In extremely limited circumstances, and only for the purpose of determining an appropriate accommodation where needs are otherwise unclear, the employer may ask that the employee attend an independent medical examination (IME).

However, an IME cannot be used to “second-guess” a person’s request for accommodation.[3] There must be an objective basis for concluding that the initial medical evidence provided is inaccurate or inadequate.

Further, while attendance at an IME can be suggested, the employee cannot be made to attend.

Is an employee entitled to return to their role?

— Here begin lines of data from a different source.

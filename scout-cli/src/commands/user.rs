//! User command handlers
//!
//! Login/logout and the logged-in user's pattern collection.

use anyhow::Result;
use clap::Subcommand;
use colored::*;
use scout_workbench::Session;
use std::sync::Arc;

use crate::config::Config;
use crate::render;

/// User subcommands
#[derive(Subcommand)]
pub enum UserCommands {
    /// Log in with an email address
    Login {
        email: String,

        /// Display name
        #[arg(short, long)]
        name: Option<String>,
    },
    /// Forget the logged-in user
    Logout,
    /// Show the logged-in user
    Whoami,
    /// Manage the pattern collection
    Collection {
        #[command(subcommand)]
        command: CollectionCommands,
    },
}

#[derive(Subcommand)]
pub enum CollectionCommands {
    /// List patterns in the collection
    List,
    /// Add a pattern to the collection
    Add { name: String },
    /// Remove a pattern from the collection
    Remove { name: String },
}

/// Handle user commands
pub async fn handle_user_command(command: UserCommands, config: &Config) -> Result<()> {
    let mut session = Session::with_file(Arc::new(config.client()?), &config.session_file);
    session.restore();

    match command {
        UserCommands::Login { email, name } => {
            let user = session.login(&email, name.as_deref()).await?;
            println!("{}", format!("✓ Logged in as {}", user.email).green());
        }
        UserCommands::Logout => {
            session.logout();
            println!("{}", "Logged out.".green());
        }
        UserCommands::Whoami => match session.current() {
            Some(user) => {
                println!("  Email:    {}", user.email.cyan());
                if !user.name.is_empty() {
                    println!("  Name:     {}", user.name);
                }
                if !user.provider.is_empty() {
                    println!("  Provider: {}", user.provider.dimmed());
                }
                if let Some(last) = user.last_login {
                    println!("  Last login: {}", last.format("%Y-%m-%d %H:%M:%S"));
                }
                println!("  Saved queries: {}", user.saved_queries.len());
            }
            None => println!("{}", "Not logged in.".yellow()),
        },
        UserCommands::Collection { command } => match command {
            CollectionCommands::List => {
                let patterns = session.collection().await?;
                if patterns.is_empty() {
                    println!("{}", "Your collection is empty.".yellow());
                }
                for pattern in &patterns {
                    render::print_pattern_summary(pattern, true);
                }
            }
            CollectionCommands::Add { name } => {
                session.add_to_collection(&name).await?;
                println!("{}", format!("✓ Added \"{}\" to your collection!", name).green());
            }
            CollectionCommands::Remove { name } => {
                session.remove_from_collection(&name).await?;
                println!("{}", format!("✓ Removed \"{}\" from your collection", name).green());
            }
        },
    }
    Ok(())
}
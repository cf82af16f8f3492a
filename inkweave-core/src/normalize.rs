//! Conversion of raw compiled modules into typed records.

use crate::models::{ContentRecord, EntryRecord, Metadata};
use crate::source::{RawCollection, RawCollections, RawModule};
use inkweave_types::ContentType;
use serde_json::{Map, Value};

/// Key under which the compiler exposes parsed frontmatter
pub const FRONTMATTER_KEY: &str = "frontmatter";

/// Key holding the rendered body, never part of metadata
pub const BODY_KEY: &str = "default";

/// Fields derived from the source path or by linking, never from metadata
const RESERVED_KEYS: [&str; 6] = [
    "slug",
    "path",
    "type",
    "projectData",
    "topicData",
    "relatedPosts",
];

/// Records of one load after normalization, in source order
#[derive(Debug, Clone, Default, PartialEq)]
pub struct NormalizedContent {
    pub topics: Vec<EntryRecord>,
    pub projects: Vec<EntryRecord>,
    pub blog: Vec<ContentRecord>,
    pub notes: Vec<ContentRecord>,
}

/// Derive a slug from a source path: final segment, extension stripped
///
/// ```
/// use inkweave_core::normalize::slug_from_path;
///
/// assert_eq!(slug_from_path("/src/markdown/blog/2024/hello-world.md"), "hello-world");
/// assert_eq!(slug_from_path("notes/ideas.v2.md"), "ideas.v2");
/// assert_eq!(slug_from_path("README"), "README");
/// ```
pub fn slug_from_path(path: &str) -> String {
    let file = path.rsplit(['/', '\\']).next().unwrap_or(path);
    match file.rfind('.') {
        Some(dot) if dot > 0 => file[..dot].to_string(),
        _ => file.to_string(),
    }
}

/// Extract the metadata of a module
///
/// A `frontmatter` object wins when present; otherwise the module itself,
/// minus its rendered body, is the attribute source.
pub fn metadata_of(path: &str, module: &RawModule) -> Metadata {
    let mut attrs: Map<String, Value> = match module.get(FRONTMATTER_KEY) {
        Some(Value::Object(frontmatter)) => frontmatter.clone(),
        _ => {
            let mut fields = module.fields().clone();
            fields.remove(BODY_KEY);
            fields
        }
    };

    for key in RESERVED_KEYS {
        if attrs.remove(key).is_some() {
            tracing::debug!("Ignoring metadata key '{}' on {}", key, path);
        }
    }

    serde_json::from_value(Value::Object(attrs)).unwrap_or_else(|err| {
        tracing::warn!("Unreadable metadata on {}: {}", path, err);
        Metadata::default()
    })
}

pub fn normalize_content(path: &str, module: &RawModule, content_type: ContentType) -> ContentRecord {
    ContentRecord::new(
        slug_from_path(path),
        content_type,
        path,
        metadata_of(path, module),
    )
}

pub fn normalize_entry(path: &str, module: &RawModule) -> EntryRecord {
    EntryRecord {
        slug: slug_from_path(path),
        path: path.to_string(),
        meta: metadata_of(path, module),
    }
}

/// Normalize every collection of a load
pub fn normalize_collections(raw: &RawCollections) -> NormalizedContent {
    let entries = |collection: &RawCollection| -> Vec<EntryRecord> {
        collection
            .iter()
            .map(|(path, module)| normalize_entry(path, module))
            .collect()
    };
    let contents = |collection: &RawCollection, content_type| -> Vec<ContentRecord> {
        collection
            .iter()
            .map(|(path, module)| normalize_content(path, module, content_type))
            .collect()
    };

    NormalizedContent {
        topics: entries(&raw.topics),
        projects: entries(&raw.projects),
        blog: contents(&raw.blog, ContentType::Blog),
        notes: contents(&raw.notes, ContentType::Note),
    }
}
//! # inkweave-core
//!
//! Content aggregation for the inkweave site generator.
//!
//! Raw compiled modules flow through a fixed pipeline:
//! normalization → indexing → linking → filtered views. [`ContentStore`]
//! runs that pipeline once per model lifetime and exposes the result.

pub mod index;
pub mod link;
pub mod models;
pub mod normalize;
pub mod query;
pub mod source;
pub mod store;

pub use index::{build_indices, IndexedContent};
pub use inkweave_types::{ContentKey, ContentType, LinkRef, RelatedRef, TypeFilter};
pub use link::link;
pub use models::{
    ContentId, ContentRecord, EntryRecord, Metadata, Project, ProjectId, SiteModel, Topic, TopicId,
};
pub use normalize::{normalize_collections, slug_from_path, NormalizedContent};
pub use query::{all_tags, filtered_posts, get_item, FilterCriteria, ModelExport, ProjectView, TopicView};
pub use source::{RawCollection, RawCollections, RawModule, RecordSource, SourceError, StaticSource};
pub use store::{ContentStore, LoadError, LoadState};
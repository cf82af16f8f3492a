//! Shared types for inkweave
//!
//! This crate provides the identifiers and link payloads shared between the
//! content graph and its consumers (CLI, renderers).

use serde::{Deserialize, Serialize};
use std::fmt;
use std::str::FromStr;
use thiserror::Error;

/// Kind of a content item (posts and notes share one collection)
#[derive(Debug, Clone, Copy, PartialEq, Eq, Hash, PartialOrd, Ord, Serialize, Deserialize)]
#[serde(rename_all = "lowercase")]
pub enum ContentType {
    Blog,
    Note,
}

impl ContentType {
    pub fn as_str(&self) -> &'static str {
        match self {
            ContentType::Blog => "blog",
            ContentType::Note => "note",
        }
    }
}

impl fmt::Display for ContentType {
    fn fmt(&self, f: &mut fmt::Formatter<'_>) -> fmt::Result {
        f.write_str(self.as_str())
    }
}

#[derive(Debug, Clone, PartialEq, Eq, Error)]
#[error("Unknown content type: {0}")]
pub struct ParseTypeError(pub String);

impl FromStr for ContentType {
    type Err = ParseTypeError;

    fn from_str(s: &str) -> Result<Self, Self::Err> {
        match s.to_lowercase().as_str() {
            "blog" => Ok(ContentType::Blog),
            "note" => Ok(ContentType::Note),
            _ => Err(ParseTypeError(s.to_string())),
        }
    }
}

/// Type constraint of the filter view (`all` is the wildcard)
#[derive(Debug, Clone, Copy, PartialEq, Eq, Hash, Default, Serialize, Deserialize)]
#[serde(rename_all = "lowercase")]
pub enum TypeFilter {
    #[default]
    All,
    Blog,
    Note,
}

impl TypeFilter {
    pub fn matches(&self, content_type: ContentType) -> bool {
        match self {
            TypeFilter::All => true,
            TypeFilter::Blog => content_type == ContentType::Blog,
            TypeFilter::Note => content_type == ContentType::Note,
        }
    }

    pub fn as_str(&self) -> &'static str {
        match self {
            TypeFilter::All => "all",
            TypeFilter::Blog => "blog",
            TypeFilter::Note => "note",
        }
    }
}

impl From<ContentType> for TypeFilter {
    fn from(content_type: ContentType) -> Self {
        match content_type {
            ContentType::Blog => TypeFilter::Blog,
            ContentType::Note => TypeFilter::Note,
        }
    }
}

impl FromStr for TypeFilter {
    type Err = ParseTypeError;

    fn from_str(s: &str) -> Result<Self, Self::Err> {
        if s.eq_ignore_ascii_case("all") {
            return Ok(TypeFilter::All);
        }
        ContentType::from_str(s).map(TypeFilter::from)
    }
}

impl fmt::Display for TypeFilter {
    fn fmt(&self, f: &mut fmt::Formatter<'_>) -> fmt::Result {
        f.write_str(self.as_str())
    }
}

/// Identity of a content item within a loaded model
#[derive(Debug, Clone, PartialEq, Eq, Hash, PartialOrd, Ord, Serialize, Deserialize)]
pub struct ContentKey {
    pub slug: String,
    #[serde(rename = "type")]
    pub content_type: ContentType,
}

impl ContentKey {
    pub fn new(slug: impl Into<String>, content_type: ContentType) -> Self {
        Self {
            slug: slug.into(),
            content_type,
        }
    }
}

impl fmt::Display for ContentKey {
    fn fmt(&self, f: &mut fmt::Formatter<'_>) -> fmt::Result {
        write!(f, "{}/{}", self.content_type, self.slug)
    }
}

/// Backlink from a content item to its project or topic
#[derive(Debug, Clone, PartialEq, Eq, Serialize, Deserialize)]
pub struct LinkRef {
    pub title: Option<String>,
    pub slug: String,
}

/// Resolved entry of a content item's `related` list
#[derive(Debug, Clone, PartialEq, Eq, Serialize, Deserialize)]
pub struct RelatedRef {
    pub title: Option<String>,
    pub slug: String,
    #[serde(rename = "type")]
    pub content_type: ContentType,
}

#[cfg(test)]
mod tests {
    use super::*;

    #[test]
    fn test_content_type_conversion() {
        assert_eq!("blog".parse::<ContentType>(), Ok(ContentType::Blog));
        assert_eq!("NOTE".parse::<ContentType>(), Ok(ContentType::Note));
        assert!("project".parse::<ContentType>().is_err());
    }

    #[test]
    fn test_type_filter() {
        assert_eq!("all".parse::<TypeFilter>(), Ok(TypeFilter::All));
        assert_eq!("note".parse::<TypeFilter>(), Ok(TypeFilter::Note));
        assert!(TypeFilter::All.matches(ContentType::Note));
        assert!(TypeFilter::Blog.matches(ContentType::Blog));
        assert!(!TypeFilter::Blog.matches(ContentType::Note));
    }

    #[test]
    fn test_content_key_display() {
        let key = ContentKey::new("hello", ContentType::Note);
        assert_eq!(key.to_string(), "note/hello");
    }
}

If the employee’s leave is associated with a mental health disability, the employee will be protected by the Code and will generally have the right to return to their original position when the disability improves.

However, this element of the duty to accommodate is not absolute. According to the Human Rights Tribunal of Ontario:[4]

The obligation to keep the employee’s job available does not extend indefinitely and is limited by undue hardship involved in keeping the job available, but it generally extends for more than three months. [Emphasis added]

When does the ‘duty to accommodate’ become ‘undue hardship’?

Short of undue hardship, the employer has a duty to make the arrangements required to enable the disabled employee to return to the workforce.

Grounds for undue hardship exist when the work accommodation would cause the employer to suffer excessive adversity. This includes:

  1.  The costs related to the accommodation directly affect the overall survival of the organization;
  2. If doing so would compromise safety or health.

As a general guideline, the employer will be required to demonstrate that all reasonable means of accommodation have been exhausted and that any alternative options for accommodation are unreasonable or impractical (i.e. undue hardship).

Can you Terminate Someone while they are on a ‘stress’ or ‘mental health’ leave of absence?

If an employee is terminated without cause while on a leave of absence, they may be owed a full severance package. In addition to severance, if a prima facie disability is found to exist and the employee believes that they have faced discrimination on this ground, the employer could face a claim for human rights damages or wrongful termination.


When responding to a request for a stress or mental health leave of absence, employers must always avoid challenging the validity of the employee’s condition.

An employer’s legal position will differ depending on whether the sick leave provisions of the ESA apply or whether the employee is experiencing a disability protected by the Code.

Overall, it is important to remember that the duty to accommodate may trigger even before any medical documentation is provided. If it is unclear whether an employee is experiencing a disability, initial responses should be careful to balance a potential duty while at the same time refraining from making unwarranted concessions.

If the employee is not experiencing a disability, the employer will be under no duty to accommodate requests from an employee to return to their role. Further, unless otherwise stated in an employment agreement, an employer is under no obligation to pay the employee’s salary during the leave.

Failure to manage these requests appropriately exposes the employer to potential claims against them for wrongful dismissal, constructive dismissal, or discrimination under the Code.

If an employer finds itself in an uncomfortable legal position, it is recommended that they seek tailored legal advice that supports their business objectives.


  1. Government of Ontario, “Your guide to the Employment Standards Act: Sick leave” (28 April 2023), online: <www.ontario.ca/document/your-guide-employment-standards-act-0/sick-leave#:~:text=of%20the%20evidence.-,Medical%20notes,%E2%80%9Creasonable%20in%20the%20circumstances%E2%80%9D.>.
  2. Ontario Human Rights Commission, “Policy on ableism and discrimination based on disability: Duty to accommodate”, online: <www.ohrc.on.ca/en/policy-ableism-and-discrimination-based-disability/8-duty-accommodate#_edn233>.
  3. Canadian Union of Public Employees, Local 831 v. Brampton (City), [2008] OLAAOLAA No. 359 (QL).
  4. Carter v. Chrysler Canada Inc., 2014 HRTO 845 (CanLII) at para 145, citing McGill University Health Centre (Montreal General Hospital) v. Syndicat des employés de l’Hôpital général de Montréal, 2007 SCC 4 (CanLII), [2007] 1 SCR 161.